[INFORMATION SUPPLIED]
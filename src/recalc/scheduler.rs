use std::error::Error;
use std::num::NonZero;
use std::pin::pin;
use std::sync::Arc;

use futures_util::{Stream, StreamExt as _};
use tokio::task::{self, JoinError, JoinSet};

use super::{Group, PerformanceSink};
use crate::database::{DatabaseError, DatabaseResult};
use crate::performance::{self, PerformanceCalculator};
use crate::progress::Progress;

/// Summary of a recalculation run.
#[derive(Debug, Default, Clone, Copy, PartialEq, Eq)]
pub struct Report
{
	/// Groups whose results were written.
	pub groups: u64,

	/// Groups whose beatmap was not available.
	pub skipped: u64,

	/// Groups that were dropped because of an error.
	pub failed: u64,

	/// Rows updated in the database.
	pub rows_affected: u64,
}

#[derive(Debug)]
enum Outcome
{
	Written(u64),
	Skipped,
	Failed,
	Aborted(DatabaseError),
}

/// Runs performance calculations for a stream of groups on a bounded number of workers.
#[derive(Debug)]
pub struct Scheduler<C, S>
{
	calculator: Arc<C>,
	sink: Arc<S>,
	workers: NonZero<usize>,
	progress: Arc<Progress>,
}

impl<C, S> Scheduler<C, S>
where
	C: PerformanceCalculator,
	S: PerformanceSink,
{
	pub(crate) fn new(
		calculator: Arc<C>,
		sink: Arc<S>,
		workers: NonZero<usize>,
		progress: Arc<Progress>,
	) -> Self
	{
		Self { calculator, sink, workers, progress }
	}

	/// Processes every group of `groups`.
	///
	/// At most `workers` groups are in flight at any time; the next group is only pulled from
	/// the stream once a worker is free. A failure to read from `groups`, or losing the
	/// connection to the database, stops the run. Groups that are already in flight are always
	/// finished before this function returns.
	pub async fn run<G>(&self, groups: G) -> DatabaseResult<Report>
	where
		G: Stream<Item = DatabaseResult<Group>>,
	{
		let mut groups = pin!(groups);
		let mut tasks = JoinSet::new();
		let mut report = Report::default();
		let mut fatal = None;

		while fatal.is_none() {
			while tasks.len() >= self.workers.get() {
				let Some(result) = tasks.join_next().await else {
					break;
				};

				report.record(result, &mut fatal);
			}

			if fatal.is_some() {
				break;
			}

			match groups.next().await {
				None => break,
				Some(Err(error)) => fatal = Some(error),
				Some(Ok(group)) => {
					tasks.spawn(process_group(
						Arc::clone(&self.calculator),
						Arc::clone(&self.sink),
						Arc::clone(&self.progress),
						group,
					));
				},
			}
		}

		while let Some(result) = tasks.join_next().await {
			report.record(result, &mut fatal);
		}

		match fatal {
			Some(error) => Err(error),
			None => Ok(report),
		}
	}
}

impl Report
{
	fn record(&mut self, result: Result<Outcome, JoinError>, fatal: &mut Option<DatabaseError>)
	{
		match result {
			Ok(Outcome::Written(rows_affected)) => {
				self.groups += 1;
				self.rows_affected += rows_affected;
			},
			Ok(Outcome::Skipped) => {
				self.skipped += 1;
			},
			Ok(Outcome::Failed) => {
				self.failed += 1;
			},
			Ok(Outcome::Aborted(error)) => {
				self.failed += 1;
				fatal.get_or_insert(error);
			},
			Err(error) => {
				error!(error = &error as &dyn Error, "recalculation task panicked");
				self.failed += 1;
			},
		}
	}
}

#[instrument(
	level = "debug",
	skip_all,
	fields(map_id = %group.map_id, mode = %group.mode, plays = group.plays.len()),
)]
async fn process_group<C, S>(
	calculator: Arc<C>,
	sink: Arc<S>,
	progress: Arc<Progress>,
	group: Group,
) -> Outcome
where
	C: PerformanceCalculator,
	S: PerformanceSink,
{
	let Group { map_id, map_md5, mode, plays } = group;
	let play_count = plays.len() as u64;

	let calculated = task::spawn_blocking(move || -> Result<_, C::Error> {
		let Some(beatmap) = calculator.load(map_id, &map_md5)? else {
			return Ok(None);
		};

		Ok(Some(performance::calculate_group(&*calculator, &beatmap, mode, &plays)))
	})
	.await;

	progress.advance(play_count);

	let performance = match calculated {
		Ok(Ok(Some(performance))) => performance,
		Ok(Ok(None)) => {
			debug!("beatmap is not available, skipping");
			return Outcome::Skipped;
		},
		Ok(Err(error)) => {
			error!(error = &error as &dyn Error, "failed to load beatmap");
			return Outcome::Failed;
		},
		Err(error) => {
			error!(error = &error as &dyn Error, "performance calculation panicked");
			return Outcome::Failed;
		},
	};

	match sink.write(&performance).await {
		Ok(rows_affected) => {
			trace!(rows_affected, "wrote performance values");
			Outcome::Written(rows_affected)
		},
		Err(error) if error.is_connectivity() => {
			error!(error = &error as &dyn Error, "lost connection to the database");
			Outcome::Aborted(error)
		},
		Err(error) => {
			error!(error = &error as &dyn Error, "failed to write performance values");
			Outcome::Failed
		},
	}
}
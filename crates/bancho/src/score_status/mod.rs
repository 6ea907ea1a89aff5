//! The lifecycle status of a submitted score.

use std::fmt;
use std::str::FromStr;

mod errors;
pub use errors::{ParseScoreStatusError, TryFromIntError};

cfg_sqlx! {
	mod sqlx;
}

/// The lifecycle status of a submitted score.
///
/// Every `(user, mode, map)` has at most one [`Picked`] score: the one that counts towards the
/// player's statistics.
///
/// [`Picked`]: ScoreStatus::Picked
#[repr(i8)]
#[derive(Debug, Clone, Copy, PartialEq, Eq, PartialOrd, Ord, Hash)]
pub enum ScoreStatus
{
	/// The score was failed, quit, or does not count for anything.
	Dnf = 0,

	/// A regular score.
	Normal = 1,

	/// The player's best score on a map.
	Picked = 2,
}

impl ScoreStatus
{
	/// Checks if `self` is [Picked].
	///
	/// [Picked]: ScoreStatus::Picked
	pub const fn is_picked(self) -> bool
	{
		matches!(self, Self::Picked)
	}
}

impl fmt::Display for ScoreStatus
{
	fn fmt(&self, f: &mut fmt::Formatter<'_>) -> fmt::Result
	{
		f.pad(match self {
			Self::Dnf => "dnf",
			Self::Normal => "normal",
			Self::Picked => "picked",
		})
	}
}

impl From<ScoreStatus> for i8
{
	fn from(status: ScoreStatus) -> Self
	{
		status as Self
	}
}

impl TryFrom<i8> for ScoreStatus
{
	type Error = TryFromIntError;

	fn try_from(value: i8) -> Result<Self, Self::Error>
	{
		match value {
			0 => Ok(Self::Dnf),
			1 => Ok(Self::Normal),
			2 => Ok(Self::Picked),
			_ => Err(TryFromIntError),
		}
	}
}

impl FromStr for ScoreStatus
{
	type Err = ParseScoreStatusError;

	fn from_str(value: &str) -> Result<Self, Self::Err>
	{
		match value {
			"0" | "dnf" | "DNF" | "failed" => Ok(Self::Dnf),
			"1" | "normal" | "submitted" => Ok(Self::Normal),
			"2" | "picked" | "best" => Ok(Self::Picked),
			_ => Err(ParseScoreStatusError),
		}
	}
}
//! Leaderboard publishing.
//!
//! Every user with statistics in a mode gets an entry in the global leaderboard of that mode and
//! in the leaderboard of their country. Entries are only ever added or updated; users that lost
//! their statistics or became restricted keep whatever entry they already had.

use std::num::NonZero;

use bancho::{GameMode, Privileges};
use futures_util::TryStreamExt as _;

use crate::database::{DatabaseError, Pool, RowStream};
use crate::filter::Filter;
use crate::ids::UserId;
use crate::progress::Progress;
use crate::query;

mod cache;
pub use cache::{CacheError, RedisLeaderboard};


/// The key prefix used by bancho.py.
pub const DEFAULT_KEY_PREFIX: &str = "bancho:leaderboard";

/// The default number of rows sent to the cache at once.
pub const DEFAULT_BATCH_SIZE: NonZero<usize> = match NonZero::new(1000) {
	Some(size) => size,
	None => unreachable!(),
};

/// A row of `stats` joined with its user.
#[derive(Debug, Clone, sqlx::FromRow)]
pub struct StatsRow
{
	pub id: UserId,
	pub mode: GameMode,
	pub pp: u32,
	pub country: String,

	#[sqlx(rename = "priv")]
	pub privileges: Privileges,
}

impl StatsRow
{
	/// Returns the leaderboard entry for this row, or [`None`] if the user should not show up
	/// on leaderboards.
	pub fn entry(&self) -> Option<Entry>
	{
		self.privileges.is_unrestricted().then(|| Entry {
			user_id: self.id,
			mode: self.mode,
			country: Box::from(self.country.as_str()),
			pp: f64::from(self.pp),
		})
	}
}

/// A user's position on the leaderboards of a mode.
#[derive(Debug, Clone, PartialEq)]
pub struct Entry
{
	pub user_id: UserId,
	pub mode: GameMode,
	pub country: Box<str>,
	pub pp: f64,
}

impl Entry
{
	/// The key of the global leaderboard this entry belongs to.
	pub fn global_key(&self, prefix: &str) -> String
	{
		format!("{prefix}:{}", u8::from(self.mode))
	}

	/// The key of the country leaderboard this entry belongs to.
	pub fn country_key(&self, prefix: &str) -> String
	{
		format!("{prefix}:{}:{}", u8::from(self.mode), self.country)
	}
}

/// Where leaderboard entries end up.
pub trait LeaderboardSink: Send
{
	/// Upserts a batch of entries.
	fn publish(&mut self, entries: &[Entry]) -> impl Future<Output = Result<(), CacheError>> + Send;
}

/// An error that can occur while publishing leaderboards.
#[derive(Debug, Display, Error, From)]
pub enum PublishError
{
	#[display("failed to read statistics: {_0}")]
	Database(DatabaseError),

	#[display("failed to publish entries: {_0}")]
	Cache(CacheError),
}

/// Publishes the statistics of every user and mode selected by `filter`.
///
/// Only the `modes` and `user_ids` of the filter apply. Returns the number of published rows.
#[instrument(skip(pool, sink), err)]
pub async fn republish<S>(
	pool: &Pool,
	filter: &Filter,
	sink: &mut S,
	batch_size: NonZero<usize>,
	progress_interval: NonZero<u64>,
) -> Result<u64, PublishError>
where
	S: LeaderboardSink,
{
	let (total,) = query::count_leaderboard_rows(filter)
		.query_as::<(i64,)>()
		.fetch_one(pool)
		.await
		.map_err(DatabaseError::from)?;

	let total = u64::try_from(total).unwrap_or_default();
	let progress = Progress::new("leaderboard", total, progress_interval);

	let sql = query::leaderboard_rows(filter);
	let rows = sql
		.query_as::<StatsRow>()
		.fetch(pool)
		.map_err(DatabaseError::from);

	let published = publish(rows, sink, batch_size, &progress).await?;

	info!(published, total, "published leaderboards");

	Ok(published)
}

/// Turns `rows` into entries and hands them to `sink` in batches of `batch_size`.
///
/// Rows of restricted users are skipped. Returns the number of published rows.
pub(crate) async fn publish<S>(
	mut rows: impl RowStream<'_, StatsRow>,
	sink: &mut S,
	batch_size: NonZero<usize>,
	progress: &Progress,
) -> Result<u64, PublishError>
where
	S: LeaderboardSink,
{
	let mut batch = Vec::with_capacity(batch_size.get());
	let mut published = 0_u64;

	while let Some(row) = rows.try_next().await? {
		progress.advance(1);

		let Some(entry) = row.entry() else {
			trace!(user_id = %row.id, "skipping restricted user");
			continue;
		};

		batch.push(entry);

		if batch.len() >= batch_size.get() {
			sink.publish(&batch).await?;
			published += batch.len() as u64;
			batch.clear();
		}
	}

	if !batch.is_empty() {
		sink.publish(&batch).await?;
		published += batch.len() as u64;
	}

	Ok(published)
}
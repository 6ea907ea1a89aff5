use std::io;

use tokio::runtime::{Builder, Runtime};

use crate::config::RuntimeConfig;

pub(crate) fn build(config: &RuntimeConfig) -> io::Result<Runtime>
{
	let mut builder = Builder::new_multi_thread();

	builder.enable_time();
	builder.enable_io();

	if let Some(threads) = config.worker_threads {
		builder.worker_threads(threads.get());
	}

	if let Some(threads) = config.max_blocking_threads {
		builder.max_blocking_threads(threads.get());
	}

	builder.build()
}
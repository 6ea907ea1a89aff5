use bancho::GameMode;
use futures_util::{Stream, TryStreamExt as _, future};

use crate::database::{DatabaseError, DatabaseResult, Pool, RowStream};
use crate::ids::{MapId, ScoreId};
use crate::performance::{HitCounts, PlayInput};
use crate::query::Sql;
use crate::stream::TryStreamExt as _;

/// Plays that share a beatmap (by hash) and mode.
#[derive(Debug, Clone, PartialEq)]
pub struct Group
{
	pub map_id: MapId,
	pub map_md5: Box<str>,
	pub mode: GameMode,
	pub plays: Vec<PlayInput>,
}

#[derive(Debug, Clone, sqlx::FromRow)]
pub(crate) struct PlayRow
{
	pub map_id: MapId,
	pub map_md5: String,
	pub mode: GameMode,
	pub id: ScoreId,
	pub mods: i32,
	pub max_combo: i32,
	pub ngeki: i32,
	pub n300: i32,
	pub nkatu: i32,
	pub n100: i32,
	pub n50: i32,
	pub nmiss: i32,
}

impl PlayRow
{
	fn into_input(self) -> PlayInput
	{
		PlayInput {
			id: self.id,
			mods: unsigned(self.mods),
			combo: unsigned(self.max_combo),
			hits: HitCounts {
				geki: unsigned(self.ngeki),
				n300: unsigned(self.n300),
				katu: unsigned(self.nkatu),
				n100: unsigned(self.n100),
				n50: unsigned(self.n50),
				misses: unsigned(self.nmiss),
			},
		}
	}
}

/// Streams the plays selected by a [`group_plays()`] query, grouped by beatmap and mode.
///
/// Rows are pulled from the database as the groups are consumed.
///
/// [`group_plays()`]: crate::query::group_plays
pub fn read_groups<'a>(
	pool: &'a Pool,
	sql: &'a Sql,
) -> impl Stream<Item = DatabaseResult<Group>> + Send + 'a
{
	group_rows(sql.query_as::<PlayRow>().fetch(pool).map_err(DatabaseError::from))
}

pub(crate) fn group_rows<'a>(
	rows: impl RowStream<'a, PlayRow>,
) -> impl Stream<Item = DatabaseResult<Group>> + Send + 'a
{
	// `maps.id` is only unique per server, the hash is unique across all of them
	rows.try_group_by(|row| (row.map_md5.clone(), row.mode))
		.try_filter_map(|((map_md5, mode), rows)| {
			let map_id = rows.first().map(|row| row.map_id);
			let group = map_id.map(|map_id| Group {
				map_id,
				map_md5: map_md5.into_boxed_str(),
				mode,
				plays: rows.into_iter().map(PlayRow::into_input).collect(),
			});

			future::ready(Ok(group))
		})
}

/// Hit counts and mods are never negative, the columns just happen to be signed.
fn unsigned(value: i32) -> u32
{
	u32::try_from(value).unwrap_or_default()
}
[/INFORMATION SUPPLIED]
PROBLEM :: Identify the lines above that contain the word "FromStr", then copy them.

RESULT OF THIS EXERCISE ::
use std::str::FromStr;
impl FromStr for ScoreStatus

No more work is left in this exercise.